When Antoaneta insisted she would allow no one but me to counsel her about her anorexia nervosa, my first reaction was that this was analogous to asking a dermatologist to treat your heart attack or a plumber to fix your computer. Even among therapists experienced in treating anorexia, success rates are not ideal. As the NIMH Eating Disorders site puts it, “no specific psychotherapy appears to be consistently effective for treating adults with anorexia.”
I told Antoaneta that my formal professional training as a gastroenterologist was not appropriate for her needs and that I routinely referred my many other patients with eating disorders to mental health practitioners with experience in her condition. I made it clear she could be risking her life if she sought anything less than the best possible care.
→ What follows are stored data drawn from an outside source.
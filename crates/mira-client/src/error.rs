//! Client error taxonomy.
//!
//! Every request resolves to a success value or exactly one of these
//! variants; failures are never swallowed.

use crate::token::TokenStoreError;
use thiserror::Error;

/// Fallback machine code when an error body cannot be parsed.
pub const UNKNOWN_ERROR_CODE: &str = "UNKNOWN_ERROR";

#[derive(Debug, Error)]
pub enum ClientError {
    /// Server responded non-2xx with a structured body. Recoverable at
    /// the call site (e.g., display the validation message).
    #[error("API error {status} [{code}]: {message}")]
    Api {
        code: String,
        message: String,
        status: u16,
    },

    /// Request could not complete at the transport level (DNS,
    /// connection refused, timeout). Distinct from HTTP-status errors
    /// so callers can tell "server rejected" from "server unreachable".
    #[error("Network error: {0}")]
    Network(#[source] reqwest::Error),

    /// Token refresh failed or no refresh token was present. Terminal;
    /// tokens are cleared and the caller must re-authenticate.
    #[error("Session expired, please login again")]
    SessionExpired,

    /// Token storage failed (unavailable directory, bad permissions).
    #[error("Token store error: {0}")]
    TokenStore(#[from] TokenStoreError),

    /// HTTP client construction or URL configuration failure.
    #[error("HTTP client error: {0}")]
    HttpClient(String),
}

impl ClientError {
    /// HTTP status associated with this error. Network-level failures
    /// report 0, matching the "no response" convention.
    pub fn status(&self) -> u16 {
        match self {
            Self::Api { status, .. } => *status,
            Self::SessionExpired => 401,
            _ => 0,
        }
    }

    /// Machine-readable error code.
    pub fn code(&self) -> &str {
        match self {
            Self::Api { code, .. } => code,
            Self::Network(_) => "NETWORK_ERROR",
            Self::SessionExpired => "SESSION_EXPIRED",
            Self::TokenStore(_) => "TOKEN_STORE_ERROR",
            Self::HttpClient(_) => "CLIENT_ERROR",
        }
    }
}

/// Result type alias for client operations.
pub type ClientResult<T> = std::result::Result<T, ClientError>;
//! In-process state stores for the Mira client.
//!
//! Each store is an independent, synchronous container with a
//! `parking_lot::RwLock` interior; stores never coordinate with each
//! other. The [`AppStores`] aggregate is built once at application
//! root and cloned into consumers (all clones share state).

pub mod health;
pub mod notifications;
pub mod session;
pub mod trading;

pub use health::{Component, ConnectionStatus, HealthSnapshot, HealthStore};
pub use notifications::{Notification, NotificationKind, NotificationStore, MAX_NOTIFICATIONS};
pub use session::SessionStore;
pub use trading::{ActiveCopy, TradingStore};

use tokio::sync::watch;

/// All stores, wired together at application root.
#[derive(Clone)]
pub struct AppStores {
    pub health: HealthStore,
    pub notifications: NotificationStore,
    pub session: SessionStore,
    pub trading: TradingStore,
}

impl AppStores {
    /// Build the store set. `auth` is the token manager's presence
    /// subscription (`TokenManager::subscribe`), the single source of
    /// truth for session authentication.
    pub fn new(auth: watch::Receiver<bool>) -> Self {
        Self {
            health: HealthStore::new(),
            notifications: NotificationStore::new(),
            session: SessionStore::new(auth),
            trading: TradingStore::new(),
        }
    }
}

#[cfg(test)]
mod tests {
    use super::*;

    #[test]
    fn test_clones_share_state() {
        let (_tx, rx) = watch::channel(false);
        let stores = AppStores::new(rx);
        let view = stores.clone();

        stores
            .notifications
            .push(NotificationKind::Info, "hello", None);
        assert_eq!(view.notifications.len(), 1);
    }
}
//! Backend health check.

use anyhow::Result;
use mira_client::ApiClient;

pub async fn run(client: &ApiClient) -> Result<()> {
    let health = client.health().await?;
    match health.service {
        Some(service) => println!("{}: {}", service, health.status),
        None => println!("{}", health.status),
    }
    Ok(())
}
She was unmoved, pointing out that I had counseled her several years earlier and almost completely relieved her irritable bowel syndrome. I countered with the argument that there was a world of difference (so I believed) between stress-related bowel problems and the poorly understood, individually variable world of eating disorders. That argument didn’t work either.
At that point I could see what was coming. If I refused to treat her she would deteriorate until a medical complication developed that forced psychiatric intervention, but by then it might be too late to turn her nutritional deficits around. On the other hand, if I tried to treat her there was a good chance she would continue to lose weight, suffer a complication and be admitted to the hospital where review of her records would show that I was far out of my area of expertise. My employment and possibly my license to practice would be subject to serious review.